| ASSIGNMENT |
Write out, word for word, every line in the data below from the one containing "use tracing::trace;" to the one containing "const MAX_BODY_BITS: usize", both of them included.

| DATASET RECORDS |
==============================

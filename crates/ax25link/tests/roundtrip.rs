use ax25link::chunk::{ChunkCodec, ChunkConfig, ChunkError, ChunkOrdering};
use ax25link::frame::{
    assemble, bit_stuff, fcs, pack_address, Ax25Codec, BitBuffer, FrameError, FrameKind,
    LinkConfig, Station, CTRL_UI, MAX_INFO_LEN,
};
use bytes::BytesMut;

fn encode(codec: &mut Ax25Codec, payload: &[u8]) -> BytesMut {
    let mut wire = BytesMut::new();
    codec
        .encode(payload, FrameKind::UnnumberedInformation, &mut wire)
        .expect("payload should encode");
    wire
}

#[test]
fn payloads_roundtrip_byte_for_byte() {
    let mut codec = Ax25Codec::new();
    let payloads: Vec<Vec<u8>> = vec![
        Vec::new(),
        b"a".to_vec(),
        b"telemetry frame 0042".to_vec(),
        (0u8..=127).collect(),
        vec![0x7E; MAX_INFO_LEN],
        (0..MAX_INFO_LEN).map(|i| (i * 7 % 251) as u8 & 0x7F).collect(),
    ];
    for payload in payloads {
        let wire = encode(&mut codec, &payload);
        let frame = codec.receive(&wire).expect("frame should decode");
        assert_eq!(frame.info(), payload.as_slice(), "len {}", payload.len());
    }
}

#[test]
fn boundary_lengths() {
    let mut codec = Ax25Codec::new();

    let wire = encode(&mut codec, &[]);
    assert!(codec.receive(&wire).unwrap().info().is_empty());

    let max = vec![0x55; MAX_INFO_LEN];
    let wire = encode(&mut codec, &max);
    assert_eq!(codec.receive(&wire).unwrap().info().len(), MAX_INFO_LEN);

    let mut out = BytesMut::from(&[0xAA, 0xBB][..]);
    let err = codec
        .encode(
            &vec![0x55; MAX_INFO_LEN + 1],
            FrameKind::UnnumberedInformation,
            &mut out,
        )
        .unwrap_err();
    assert!(matches!(
        err,
        FrameError::InvalidLength {
            len: 241,
            max: 240,
            ..
        }
    ));
    assert_eq!(out.as_ref(), &[0xAA, 0xBB]);
}

#[test]
fn fcs_is_deterministic_and_standard() {
    assert_eq!(fcs(b"123456789"), 0x906E);
    assert_eq!(fcs(b"123456789"), fcs(b"123456789"));
    assert_ne!(fcs(b"123456789"), fcs(b"123456788"));
}

/// Stuffed bit count of the frame `codec` would send for `payload`.
fn stuffed_bits(codec: &Ax25Codec, payload: &[u8]) -> usize {
    let mut frame = BytesMut::new();
    assemble(
        payload,
        FrameKind::UnnumberedInformation,
        codec.address(),
        u16::from(CTRL_UI),
        codec.config().control_len,
        &mut frame,
    )
    .unwrap();
    let mut bits = BitBuffer::new();
    bit_stuff(&frame, codec.config().max_ones_run, &mut bits).unwrap();
    bits.len()
}

#[test]
fn every_body_bit_flip_is_caught_by_fcs() {
    let mut codec = Ax25Codec::new();
    let payloads: Vec<Vec<u8>> = vec![
        b"hello from parikshit".to_vec(),
        vec![0x7E; 40],
        vec![0u8; 32],
        (0u8..201).collect(),
    ];
    for payload in payloads {
        let wire = encode(&mut codec, &payload);
        let total = stuffed_bits(&codec, &payload);
        let mut mismatches = 0;

        // Everything between the opening and closing flags.
        for bit in 8..total - 8 {
            let mut corrupted = wire.clone();
            corrupted[bit / 8] ^= 0x80 >> (bit % 8);
            match codec.receive(&corrupted) {
                Err(FrameError::ChecksumMismatch { .. }) => mismatches += 1,
                // A stuffed zero turned into a one is read as data and then
                // dropped with the partial last byte; the frame is intact.
                Ok(frame) => assert_eq!(frame.info(), payload.as_slice(), "bit {bit}"),
                Err(err) => panic!("len {} bit {bit}: {err}", payload.len()),
            }
        }
        assert!(mismatches >= total - 16 - 1, "len {}", payload.len());
    }
}

#[test]
fn idle_flags_and_noise_around_frame() {
    let mut codec = Ax25Codec::new();
    let wire = encode(&mut codec, b"after preamble");

    let mut padded = BytesMut::new();
    padded.extend_from_slice(&[0x00, 0x00, 0x7E, 0x7E, 0x7E]);
    padded.extend_from_slice(&wire);
    padded.extend_from_slice(&[0x00, 0x13, 0x37]);

    let frame = codec.receive(&padded).unwrap();
    assert_eq!(frame.info(), b"after preamble");
}

#[test]
fn address_encoding_layout() {
    let addr = pack_address("DEST", 5, "SRC", 3).unwrap();
    assert_eq!(addr.len(), 14);
    assert_eq!(addr[0], b'D' << 1);
    assert_eq!(addr[13] & 0x01, 0x01);
    assert_eq!(addr[6] & 0x01, 0x00);
    assert_eq!((addr[6] >> 1) & 0x0F, 5);
    assert_eq!((addr[13] >> 1) & 0x0F, 3);
}

#[test]
fn decoded_frame_reports_configured_route() {
    let config = LinkConfig {
        ground: Station::new("VU2CWA", 1).unwrap(),
        satellite: Station::new("PARSAT", 2).unwrap(),
        ..LinkConfig::default()
    };
    let mut codec = Ax25Codec::with_config(config).unwrap();
    let wire = encode(&mut codec, b"ping");
    let frame = codec.receive(&wire).unwrap();
    assert_eq!(frame.address().to_string(), "PARSAT-2>VU2CWA-1");
    assert_eq!(frame.header_len(), 16);
    assert_eq!(&frame.as_bytes()[frame.header_len()..], b"ping");
}

#[test]
fn five_by_five_matrix_is_one_chunk() {
    let matrix: Vec<u8> = (0u8..5)
        .flat_map(|i| (0u8..5).map(move |j| i * 5 + j))
        .collect();
    let mut codec = ChunkCodec::new();
    let encoded = codec.encode_matrix(&matrix, 5, 5, 1).unwrap();
    assert_eq!(encoded.frame_count, 1);

    let decoded = codec
        .decode_matrix(&encoded.container, encoded.frame_count)
        .unwrap();
    assert_eq!(decoded.data.as_ref(), matrix.as_slice());
    assert_eq!(decoded.rows, 5);
    assert_eq!(decoded.cols, 5);
    assert_eq!(decoded.element_size, 1);
}

#[test]
fn multi_chunk_matrix_reassembles_in_order() {
    let (rows, cols) = (20u16, 20u16);
    let matrix: Vec<u8> = (0..i32::from(rows) * i32::from(cols))
        .flat_map(|v| v.to_le_bytes())
        .collect();

    for ordering in [ChunkOrdering::ByIndex, ChunkOrdering::Arrival] {
        let config = ChunkConfig {
            ordering,
            ..ChunkConfig::default()
        };
        let mut codec = ChunkCodec::with_config(LinkConfig::default(), config).unwrap();
        let encoded = codec.encode_matrix(&matrix, rows, cols, 4).unwrap();
        assert_eq!(encoded.frame_count, 1600usize.div_ceil(229));

        let decoded = codec
            .decode_matrix(&encoded.container, encoded.frame_count)
            .unwrap();
        assert_eq!(decoded.data.as_ref(), matrix.as_slice());
    }
}

#[test]
fn corrupted_container_rejects_whole_matrix() {
    let matrix = vec![0x11u8; 600];
    let mut codec = ChunkCodec::new();
    let encoded = codec.encode_matrix(&matrix, 20, 30, 1).unwrap();
    assert_eq!(encoded.frame_count, 3);

    let mut container = encoded.container.to_vec();
    let last = container.len() - 20;
    container[last] ^= 0x01;
    let err = codec
        .decode_matrix(&container, encoded.frame_count)
        .unwrap_err();
    assert!(matches!(err, ChunkError::PartialChunkFailure { index: 2, .. }));
}
//! Bit-level transport encoding.
//!
//! Bits are held one per `u8` slot (`0` or `1`). Frame bytes are expanded
//! LSB first, as AX.25 transmits them. Wire bytes pack that sequence MSB
//! first, so `unpack_bits(pack_bits(x))` returns `x` plus the zero pad bits.

use bytes::{BufMut, BytesMut};
use tracing::trace;

use crate::address::ADDR_LEN;
use crate::error::{FrameError, Result, SyncStage};
use crate::frame::{FCS_LEN, FLAG_LEN, MAX_FRAME_LEN};

/// The synchronization flag `0x7E` as a bit pattern.
pub const SYNC_FLAG_BITS: [u8; 8] = [0, 1, 1, 1, 1, 1, 1, 0];

/// Flag length in bits.
pub const SYNC_LEN: usize = SYNC_FLAG_BITS.len();

/// A zero is inserted after this many consecutive ones.
pub const STUFF_RUN: usize = 5;

/// Default hard ceiling on a run of data ones before a frame is dropped.
pub const DEFAULT_MAX_ONES_RUN: usize = 14;

/// Largest body (address through FCS) between the flags.
pub const MAX_BODY_LEN: usize = MAX_FRAME_LEN - 2 * FLAG_LEN;

const MAX_BODY_BITS: usize = MAX_BODY_LEN * 8;

/// Largest stuffed bit sequence, both flags included.
pub const MAX_STUFFED_BITS: usize = 2 * SYNC_LEN + MAX_BODY_BITS + MAX_BODY_BITS / STUFF_RUN;

/// Largest packed wire frame in bytes.
pub const MAX_WIRE_LEN: usize = MAX_STUFFED_BITS.div_ceil(8);

/// Capacity of a [`BitBuffer`]: every bit of the largest wire frame.
pub const BIT_CAPACITY: usize = MAX_WIRE_LEN * 8;

/// Fixed-capacity bit array with explicit length.
#[derive(Clone)]
pub struct BitBuffer {
    bits: [u8; BIT_CAPACITY],
    len: usize,
}

impl BitBuffer {
    pub fn new() -> Self {
        Self {
            bits: [0; BIT_CAPACITY],
            len: 0,
        }
    }

    pub fn clear(&mut self) {
        self.len = 0;
    }

    pub fn len(&self) -> usize {
        self.len
    }

    pub fn is_empty(&self) -> bool {
        self.len == 0
    }

    pub fn capacity(&self) -> usize {
        BIT_CAPACITY
    }

    pub fn as_slice(&self) -> &[u8] {
        &self.bits[..self.len]
    }

    /// Append one bit (any non-zero value counts as `1`).
    pub fn push(&mut self, bit: u8) -> Result<()> {
        if self.len == BIT_CAPACITY {
            return Err(FrameError::InvalidLength {
                field: "bit buffer",
                len: self.len + 1,
                max: BIT_CAPACITY,
            });
        }
        self.bits[self.len] = u8::from(bit != 0);
        self.len += 1;
        Ok(())
    }

    pub fn extend_from_slice(&mut self, bits: &[u8]) -> Result<()> {
        if self.len + bits.len() > BIT_CAPACITY {
            return Err(FrameError::InvalidLength {
                field: "bit buffer",
                len: self.len + bits.len(),
                max: BIT_CAPACITY,
            });
        }
        for &bit in bits {
            self.bits[self.len] = u8::from(bit != 0);
            self.len += 1;
        }
        Ok(())
    }
}

impl Default for BitBuffer {
    fn default() -> Self {
        Self::new()
    }
}

impl std::fmt::Debug for BitBuffer {
    fn fmt(&self, f: &mut std::fmt::Formatter<'_>) -> std::fmt::Result {
        f.debug_struct("BitBuffer").field("len", &self.len).finish()
    }
}

/// Bit-stuff a framed byte sequence into `out`.
///
/// `frame` must start and end with its flag bytes; those are replaced by
/// unstuffed sync patterns. Fails with [`FrameError::StuffingOverflow`] once
/// a run of data ones reaches `max_ones_run`, counting across stuffed zeros.
pub fn bit_stuff(frame: &[u8], max_ones_run: usize, out: &mut BitBuffer) -> Result<()> {
    if frame.len() < 2 * FLAG_LEN {
        return Err(FrameError::InvalidLength {
            field: "frame",
            len: frame.len(),
            max: MAX_FRAME_LEN,
        });
    }

    out.clear();
    out.extend_from_slice(&SYNC_FLAG_BITS)?;

    let body = &frame[FLAG_LEN..frame.len() - FLAG_LEN];
    let mut run = 0usize;
    let mut total_run = 0usize;
    let mut stuffed = 0usize;

    for &byte in body {
        for i in 0..8 {
            let bit = (byte >> i) & 1;
            out.push(bit)?;
            if bit == 0 {
                run = 0;
                total_run = 0;
                continue;
            }

            run += 1;
            total_run += 1;
            if total_run >= max_ones_run {
                return Err(FrameError::StuffingOverflow {
                    run: total_run,
                    ceiling: max_ones_run,
                });
            }
            if run == STUFF_RUN {
                out.push(0)?;
                run = 0;
                stuffed += 1;
            }
        }
    }

    out.extend_from_slice(&SYNC_FLAG_BITS)?;
    trace!(body_len = body.len(), stuffed, bits = out.len(), "bit stuffed frame");
    Ok(())
}

/// Pack bits MSB first into bytes appended to `dst`, zero-padding the last byte.
///
/// Returns the number of pad bits added.
pub fn pack_bits(bits: &[u8], dst: &mut BytesMut) -> usize {
    dst.reserve(bits.len().div_ceil(8));
    let mut chunks = bits.chunks_exact(8);
    for chunk in &mut chunks {
        dst.put_u8(chunk.iter().fold(0u8, |acc, &bit| (acc << 1) | (bit & 1)));
    }

    let rest = chunks.remainder();
    if rest.is_empty() {
        return 0;
    }
    let pad = 8 - rest.len();
    let partial = rest.iter().fold(0u8, |acc, &bit| (acc << 1) | (bit & 1));
    dst.put_u8(partial << pad);
    pad
}

/// Expand wire bytes into one bit per slot, MSB first.
pub fn unpack_bits(wire: &[u8], out: &mut BitBuffer) -> Result<()> {
    if wire.len() > MAX_WIRE_LEN {
        return Err(FrameError::InvalidLength {
            field: "wire frame",
            len: wire.len(),
            max: MAX_WIRE_LEN,
        });
    }
    out.clear();
    for &byte in wire {
        for i in (0..8).rev() {
            out.push((byte >> i) & 1)?;
        }
    }
    Ok(())
}

/// Bit positions of the recovered frame inside the searched bit array.
#[derive(Debug, Clone, Copy, PartialEq, Eq)]
pub struct FrameBounds {
    /// First bit after the opening flag.
    pub start: usize,
    /// First bit of the closing flag.
    pub stop: usize,
    /// Unstuffed body bytes written (address through FCS).
    pub len: usize,
}

#[derive(Debug, Clone, Copy)]
enum DeframeState {
    Searching,
    Framing { start: usize },
    Done { start: usize, stop: usize },
}

fn flag_at(bits: &[u8], pos: usize) -> bool {
    bits.get(pos..pos + SYNC_LEN) == Some(&SYNC_FLAG_BITS[..])
}

/// Locate a flag-delimited frame in `bits`, destuff its body and append the
/// bytes (address through FCS) to `dst`.
///
/// Back-to-back flags before the body are treated as idle fill. On error
/// `dst` is restored to its original length.
pub fn deframe(bits: &[u8], dst: &mut BytesMut) -> Result<FrameBounds> {
    let base = dst.len();
    let result = deframe_into(bits, dst, base);
    if result.is_err() {
        dst.truncate(base);
    }
    result
}

fn deframe_into(bits: &[u8], dst: &mut BytesMut, base: usize) -> Result<FrameBounds> {
    let mut state = DeframeState::Searching;
    let mut pos = 0usize;
    let mut run = 0usize;
    let mut acc = 0u8;
    let mut filled = 0usize;

    loop {
        match state {
            DeframeState::Searching => {
                if pos + SYNC_LEN > bits.len() {
                    return Err(FrameError::SyncNotFound(SyncStage::Start));
                }
                if flag_at(bits, pos) {
                    pos += SYNC_LEN;
                    state = DeframeState::Framing { start: pos };
                } else {
                    pos += 1;
                }
            }
            DeframeState::Framing { start } => {
                if pos + SYNC_LEN > bits.len() {
                    return Err(FrameError::SyncNotFound(SyncStage::Stop));
                }
                if flag_at(bits, pos) {
                    state = if pos == start {
                        pos += SYNC_LEN;
                        DeframeState::Framing { start: pos }
                    } else {
                        DeframeState::Done { start, stop: pos }
                    };
                    continue;
                }

                let bit = bits[pos] & 1;
                pos += 1;

                // A zero after five ones is a stuffed bit. A longer run of ones
                // stays data and is left for the FCS to judge.
                if run == STUFF_RUN && bit == 0 {
                    run = 0;
                    continue;
                }
                run = if bit == 1 { run + 1 } else { 0 };

                acc |= bit << filled;
                filled += 1;
                if filled == 8 {
                    if dst.len() - base == MAX_BODY_LEN {
                        return Err(FrameError::InvalidLength {
                            field: "frame",
                            len: MAX_BODY_LEN + 1,
                            max: MAX_BODY_LEN,
                        });
                    }
                    dst.put_u8(acc);
                    acc = 0;
                    filled = 0;
                }
            }
            DeframeState::Done { start, stop } => {
                if filled != 0 {
                    trace!(dangling = filled, "dropping partial byte before stop flag");
                }
                let len = dst.len() - base;
                if len < ADDR_LEN + FCS_LEN {
                    return Err(FrameError::InvalidLength {
                        field: "frame",
                        len,
                        max: MAX_BODY_LEN,
                    });
                }
                trace!(start, stop, len, "deframed body");
                return Ok(FrameBounds { start, stop, len });
            }
        }
    }
}
use crate::cmd::{ConfigArgs, Settings};
use crate::exit::{CliResult, SUCCESS};
use crate::output::{print_summary, OutputFormat};

pub fn run(_args: ConfigArgs, settings: &Settings, format: OutputFormat) -> CliResult<i32> {
    print_summary(settings, format);
    Ok(SUCCESS)
}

==============================

| RESPONSE FOR THIS EXERCISE |
use tracing::trace;

use crate::address::ADDR_LEN;
use crate::error::{FrameError, Result, SyncStage};
use crate::frame::{FCS_LEN, FLAG_LEN, MAX_FRAME_LEN};

/// The synchronization flag `0x7E` as a bit pattern.
pub const SYNC_FLAG_BITS: [u8; 8] = [0, 1, 1, 1, 1, 1, 1, 0];

/// Flag length in bits.
pub const SYNC_LEN: usize = SYNC_FLAG_BITS.len();

/// A zero is inserted after this many consecutive ones.
pub const STUFF_RUN: usize = 5;

/// Default hard ceiling on a run of data ones before a frame is dropped.
pub const DEFAULT_MAX_ONES_RUN: usize = 14;

/// Largest body (address through FCS) between the flags.
pub const MAX_BODY_LEN: usize = MAX_FRAME_LEN - 2 * FLAG_LEN;

const MAX_BODY_BITS: usize = MAX_BODY_LEN * 8;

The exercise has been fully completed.